학술논문
CaFe DBSCAN: A Density-based Clustering Algorithm for Causal Feature Learning
Document Type
Conference
Source
2023 IEEE 10th International Conference on Data Science and Advanced Analytics (DSAA) Data Science and Advanced Analytics (DSAA), 2023 IEEE 10th International Conference on. :1-10 Oct, 2023
Subject
Language
Abstract
Causal Feature Learning (CFL) infers macro-level causes (e.g., an aggregation of pixels in a traffic light image) from micro-level data (e.g., pixels of the image) by clustering the predicted probabilities of effect states (e.g., state of the traffic light). The current method for CFL uses a two-step procedure. First, a classifier for the effect states is trained, and afterwards, the predicted effect state probabilities are clustered.

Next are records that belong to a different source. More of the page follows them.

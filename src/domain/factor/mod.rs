//! Daily factor implementations.
//!
//! This module provides the types shared by every factor:
//! - `FactorKind`: factor identity + parameters (parses from its output name)
//! - `FactorPoint`: a single (code, date, value) row
//! - `FactorTable`: the long-form output of one factor over a unified table
//!
//! Each factor function receives the records of exactly one code, in date
//! order, and returns one value per record. `None` marks an undefined value
//! (insufficient history, division by zero, missing source field).

pub mod amplitude;
pub mod close_diff;
pub mod momentum;
pub mod volume_turnover;

use crate::domain::daily_record::DailyRecord;
use crate::domain::error::FactorError;
use crate::domain::unified_table::UnifiedTable;
use chrono::NaiveDate;
use std::collections::BTreeMap;
use std::fmt;
use std::str::FromStr;

pub const DEFAULT_MOMENTUM_WINDOW: usize = 5;

#[derive(Debug, Clone, Copy, PartialEq, Eq, Hash)]
pub enum FactorKind {
    Momentum(usize),
    PriceAmplitude,
    OpenCloseDiff,
    HighCloseDiff,
    LowCloseDiff,
    VolumeTurnoverRatio,
}

impl FactorKind {
    /// The six factors in run order.
    pub fn default_set(window: usize) -> Vec<FactorKind> {
        vec![
            FactorKind::Momentum(window),
            FactorKind::PriceAmplitude,
            FactorKind::OpenCloseDiff,
            FactorKind::HighCloseDiff,
            FactorKind::LowCloseDiff,
            FactorKind::VolumeTurnoverRatio,
        ]
    }

    /// Output name, used as the column header and the output folder name.
    pub fn name(&self) -> String {
        self.to_string()
    }

    /// Apply the factor to one code's date-ordered records.
    pub fn apply(&self, records: &[DailyRecord]) -> Vec<Option<f64>> {
        match self {
            FactorKind::Momentum(window) => momentum::calculate_momentum(records, *window),
            FactorKind::PriceAmplitude => amplitude::calculate_price_amplitude(records),
            FactorKind::OpenCloseDiff => close_diff::calculate_open_close_diff(records),
            FactorKind::HighCloseDiff => close_diff::calculate_high_close_diff(records),
            FactorKind::LowCloseDiff => close_diff::calculate_low_close_diff(records),
            FactorKind::VolumeTurnoverRatio => {
                volume_turnover::calculate_volume_turnover_ratio(records)
            }
        }
    }
}

impl fmt::Display for FactorKind {
    fn fmt(&self, f: &mut fmt::Formatter<'_>) -> fmt::Result {
        match self {
            FactorKind::Momentum(window) => write!(f, "momentum_{}d", window),
            FactorKind::PriceAmplitude => write!(f, "price_amplitude"),
            FactorKind::OpenCloseDiff => write!(f, "open_close_diff"),
            FactorKind::HighCloseDiff => write!(f, "high_close_diff"),
            FactorKind::LowCloseDiff => write!(f, "low_close_diff"),
            FactorKind::VolumeTurnoverRatio => write!(f, "volume_turnover_ratio"),
        }
    }
}

impl FromStr for FactorKind {
    type Err = FactorError;

    fn from_str(s: &str) -> Result<Self, Self::Err> {
        let name = s.trim().to_lowercase();
        let kind = match name.as_str() {
            "momentum" => FactorKind::Momentum(DEFAULT_MOMENTUM_WINDOW),
            "price_amplitude" => FactorKind::PriceAmplitude,
            "open_close_diff" => FactorKind::OpenCloseDiff,
            "high_close_diff" => FactorKind::HighCloseDiff,
            "low_close_diff" => FactorKind::LowCloseDiff,
            "volume_turnover_ratio" => FactorKind::VolumeTurnoverRatio,
            other => {
                let window = other
                    .strip_prefix("momentum_")
                    .and_then(|rest| rest.strip_suffix('d'))
                    .and_then(|n| n.parse::<usize>().ok())
                    .filter(|&n| n > 0)
                    .ok_or_else(|| FactorError::UnknownFactor(s.to_string()))?;
                FactorKind::Momentum(window)
            }
        };
        Ok(kind)
    }
}

/// Keep finite results only.
pub(crate) fn defined(value: f64) -> Option<f64> {
    value.is_finite().then_some(value)
}

#[derive(Debug, Clone, PartialEq)]
pub struct FactorPoint {
    pub code: String,
    pub date: NaiveDate,
    pub value: Option<f64>,
}

#[derive(Debug, Clone)]
pub struct FactorTable {
    pub name: String,
    pub points: Vec<FactorPoint>,
}

impl FactorTable {
    /// Compute `kind` over every code of `table`. Row order follows the
    /// unified table: by code, then date.
    pub fn compute(kind: FactorKind, table: &UnifiedTable) -> Self {
        let mut points = Vec::with_capacity(table.len());

        for group in table.groups() {
            let values = kind.apply(group);
            points.extend(group.iter().zip(values).map(|(record, value)| FactorPoint {
                code: record.code.clone(),
                date: record.date,
                value,
            }));
        }

        Self {
            name: kind.name(),
            points,
        }
    }

    pub fn len(&self) -> usize {
        self.points.len()
    }

    pub fn is_empty(&self) -> bool {
        self.points.is_empty()
    }

    pub fn defined_count(&self) -> usize {
        self.points.iter().filter(|p| p.value.is_some()).count()
    }

    /// Rows grouped by date, ascending. Within a date rows keep code order.
    pub fn partition_by_date(&self) -> BTreeMap<NaiveDate, Vec<&FactorPoint>> {
        let mut partitions: BTreeMap<NaiveDate, Vec<&FactorPoint>> = BTreeMap::new();
        for point in &self.points {
            partitions.entry(point.date).or_default().push(point);
        }
        partitions
    }
}

#[cfg(test)]
mod tests {
    use super::*;

    fn make_record(code: &str, day: u32, close: f64) -> DailyRecord {
        DailyRecord {
            date: NaiveDate::from_ymd_opt(2024, 1, day).unwrap(),
            code: code.to_string(),
            open: close,
            close,
            low: close - 1.0,
            high: close + 1.0,
            volume: 100.0,
            money: 100.0 * close,
            turnover_ratio: 2.0,
        }
    }

    #[test]
    fn names_match_output_folders() {
        let names: Vec<String> = FactorKind::default_set(5).iter().map(|k| k.name()).collect();
        assert_eq!(
            names,
            vec![
                "momentum_5d",
                "price_amplitude",
                "open_close_diff",
                "high_close_diff",
                "low_close_diff",
                "volume_turnover_ratio",
            ]
        );
    }

    #[test]
    fn parse_round_trips_names() {
        for kind in FactorKind::default_set(20) {
            assert_eq!(kind.name().parse::<FactorKind>().unwrap(), kind);
        }
    }

    #[test]
    fn parse_bare_momentum_uses_default_window() {
        assert_eq!(
            "momentum".parse::<FactorKind>().unwrap(),
            FactorKind::Momentum(DEFAULT_MOMENTUM_WINDOW)
        );
        assert_eq!(
            " Momentum_10d ".parse::<FactorKind>().unwrap(),
            FactorKind::Momentum(10)
        );
    }

    #[test]
    fn parse_rejects_unknown_and_zero_window() {
        assert!(matches!(
            "rsi_14".parse::<FactorKind>(),
            Err(FactorError::UnknownFactor(_))
        ));
        assert!("momentum_0d".parse::<FactorKind>().is_err());
        assert!("momentum_xd".parse::<FactorKind>().is_err());
    }

    #[test]
    fn compute_does_not_leak_across_codes() {
        let table = UnifiedTable::from_records(vec![
            make_record("A", 1, 10.0),
            make_record("A", 2, 20.0),
            make_record("B", 1, 40.0),
            make_record("B", 2, 10.0),
        ])
        .unwrap();

        let factor = FactorTable::compute(FactorKind::Momentum(1), &table);

        assert_eq!(factor.name, "momentum_1d");
        let values: Vec<Option<f64>> = factor.points.iter().map(|p| p.value).collect();
        // B's first row must not look back at A's last close.
        assert_eq!(values, vec![None, Some(1.0), None, Some(-0.75)]);
    }

    #[test]
    fn compute_emits_one_row_per_record() {
        let table = UnifiedTable::from_records(vec![
            make_record("A", 1, 10.0),
            make_record("B", 1, 11.0),
            make_record("B", 2, 12.0),
        ])
        .unwrap();

        for kind in FactorKind::default_set(5) {
            let factor = FactorTable::compute(kind, &table);
            assert_eq!(factor.len(), table.len(), "{}", kind);
        }
    }

    #[test]
    fn partition_by_date_groups_all_codes() {
        let table = UnifiedTable::from_records(vec![
            make_record("A", 1, 10.0),
            make_record("A", 2, 11.0),
            make_record("B", 2, 12.0),
        ])
        .unwrap();
        let factor = FactorTable::compute(FactorKind::PriceAmplitude, &table);

        let partitions = factor.partition_by_date();
        assert_eq!(partitions.len(), 2);

        let day2 = &partitions[&NaiveDate::from_ymd_opt(2024, 1, 2).unwrap()];
        let codes: Vec<&str> = day2.iter().map(|p| p.code.as_str()).collect();
        assert_eq!(codes, vec!["A", "B"]);
    }

    #[test]
    fn compute_on_empty_table() {
        let table = UnifiedTable::default();
        let factor = FactorTable::compute(FactorKind::Momentum(5), &table);
        assert!(factor.is_empty());
        assert!(factor.partition_by_date().is_empty());
    }
}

With CaFe DBSCAN, we present a novel density-based clustering method that conducts CFL directly by estimating conditional probabilities during clustering. To this end, we introduce the notion of clustering regions with similar conditional probabilities of the effect states given their micro-level data points. Our single-step approach has the following benefits: (1) CaFe DBSCAN introduces a comprehensive approach to Causal Feature Learning. Unlike existing methods, CaFe DBSCAN uses a probabilistic framework and does not require separate classification and clustering steps implemented by different algorithms relying on various assumptions, parameter settings, and optimization goals. (2) We do not need to train and tune a classifier first, hence the algorithm is more runtime-efficient than the current approach. (3) Due to the properties of density-based clustering algorithms, CaFe DBSCAN is robust against noise and outliers, which leads to purer clusters. (4) Our algorithm automatically infers a reasonable number of clusters, i.e., macro-level causes. We demonstrate the benefits of CaFe DBSCAN on synthetic and real-world data.